##### Material to process

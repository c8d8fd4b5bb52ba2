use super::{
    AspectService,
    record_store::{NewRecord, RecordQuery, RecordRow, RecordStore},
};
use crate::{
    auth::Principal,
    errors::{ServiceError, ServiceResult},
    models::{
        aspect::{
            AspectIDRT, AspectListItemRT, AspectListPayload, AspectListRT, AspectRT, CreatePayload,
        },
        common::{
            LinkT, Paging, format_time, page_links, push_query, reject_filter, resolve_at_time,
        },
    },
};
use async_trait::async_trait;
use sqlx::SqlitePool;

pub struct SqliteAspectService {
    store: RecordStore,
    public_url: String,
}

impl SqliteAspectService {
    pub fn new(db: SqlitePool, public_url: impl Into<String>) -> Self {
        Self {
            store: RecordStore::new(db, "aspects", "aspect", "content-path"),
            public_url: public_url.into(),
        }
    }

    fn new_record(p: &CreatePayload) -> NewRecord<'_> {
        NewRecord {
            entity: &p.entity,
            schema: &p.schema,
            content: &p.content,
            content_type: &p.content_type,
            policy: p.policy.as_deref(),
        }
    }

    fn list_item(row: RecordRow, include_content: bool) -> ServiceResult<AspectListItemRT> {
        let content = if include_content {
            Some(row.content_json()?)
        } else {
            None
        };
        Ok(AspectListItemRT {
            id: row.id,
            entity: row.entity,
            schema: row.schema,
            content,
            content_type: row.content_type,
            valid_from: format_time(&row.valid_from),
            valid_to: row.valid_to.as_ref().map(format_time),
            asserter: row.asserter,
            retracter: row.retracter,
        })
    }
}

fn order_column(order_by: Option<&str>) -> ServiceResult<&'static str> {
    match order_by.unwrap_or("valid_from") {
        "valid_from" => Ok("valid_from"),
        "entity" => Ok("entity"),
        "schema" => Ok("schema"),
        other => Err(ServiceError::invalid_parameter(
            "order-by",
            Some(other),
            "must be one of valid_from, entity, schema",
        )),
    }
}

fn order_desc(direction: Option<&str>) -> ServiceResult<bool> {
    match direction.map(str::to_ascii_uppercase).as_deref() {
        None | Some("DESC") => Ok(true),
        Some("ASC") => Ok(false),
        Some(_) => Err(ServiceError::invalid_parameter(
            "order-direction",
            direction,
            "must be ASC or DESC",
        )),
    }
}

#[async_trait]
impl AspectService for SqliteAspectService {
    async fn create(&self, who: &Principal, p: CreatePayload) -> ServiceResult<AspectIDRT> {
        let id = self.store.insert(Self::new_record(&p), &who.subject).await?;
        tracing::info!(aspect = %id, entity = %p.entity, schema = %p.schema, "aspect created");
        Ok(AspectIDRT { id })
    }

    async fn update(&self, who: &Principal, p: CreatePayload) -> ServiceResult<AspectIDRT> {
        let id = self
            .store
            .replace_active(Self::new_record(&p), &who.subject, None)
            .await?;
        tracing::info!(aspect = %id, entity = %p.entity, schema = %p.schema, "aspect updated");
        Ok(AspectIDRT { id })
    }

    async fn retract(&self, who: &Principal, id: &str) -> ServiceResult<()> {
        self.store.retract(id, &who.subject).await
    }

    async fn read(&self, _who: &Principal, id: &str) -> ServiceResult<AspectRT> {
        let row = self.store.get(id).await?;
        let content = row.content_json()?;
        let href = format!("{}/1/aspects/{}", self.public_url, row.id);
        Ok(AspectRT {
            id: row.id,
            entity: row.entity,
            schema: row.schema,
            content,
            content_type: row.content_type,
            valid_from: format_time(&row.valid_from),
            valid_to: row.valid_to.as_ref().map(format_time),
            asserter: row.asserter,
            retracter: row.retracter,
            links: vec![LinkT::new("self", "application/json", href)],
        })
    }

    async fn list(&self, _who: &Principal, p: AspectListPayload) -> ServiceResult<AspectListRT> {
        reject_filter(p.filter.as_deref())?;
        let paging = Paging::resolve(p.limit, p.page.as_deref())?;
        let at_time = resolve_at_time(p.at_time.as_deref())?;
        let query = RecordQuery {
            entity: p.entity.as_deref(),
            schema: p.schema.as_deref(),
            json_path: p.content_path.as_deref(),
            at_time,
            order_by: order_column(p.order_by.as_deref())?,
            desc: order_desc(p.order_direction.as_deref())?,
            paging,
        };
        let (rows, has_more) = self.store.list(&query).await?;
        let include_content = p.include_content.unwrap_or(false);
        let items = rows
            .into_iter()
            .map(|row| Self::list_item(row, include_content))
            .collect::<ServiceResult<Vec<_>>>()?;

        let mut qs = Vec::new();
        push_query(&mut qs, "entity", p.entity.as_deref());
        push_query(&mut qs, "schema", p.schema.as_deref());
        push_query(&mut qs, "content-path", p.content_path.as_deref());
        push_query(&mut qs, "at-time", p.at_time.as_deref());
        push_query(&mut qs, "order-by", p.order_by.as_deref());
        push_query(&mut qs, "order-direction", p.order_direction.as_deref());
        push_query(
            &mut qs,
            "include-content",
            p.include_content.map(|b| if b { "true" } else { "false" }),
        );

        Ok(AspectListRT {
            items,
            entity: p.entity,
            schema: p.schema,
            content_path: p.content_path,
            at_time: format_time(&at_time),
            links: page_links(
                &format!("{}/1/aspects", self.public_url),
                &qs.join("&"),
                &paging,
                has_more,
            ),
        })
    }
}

##########

→ **What needs to be done**: Whenever the string "SqlitePool" turns up in a line above, copy that line out.

→ **Output of the task**:
use sqlx::SqlitePool;
    pub fn new(db: SqlitePool, public_url: impl Into<String>) -> Self {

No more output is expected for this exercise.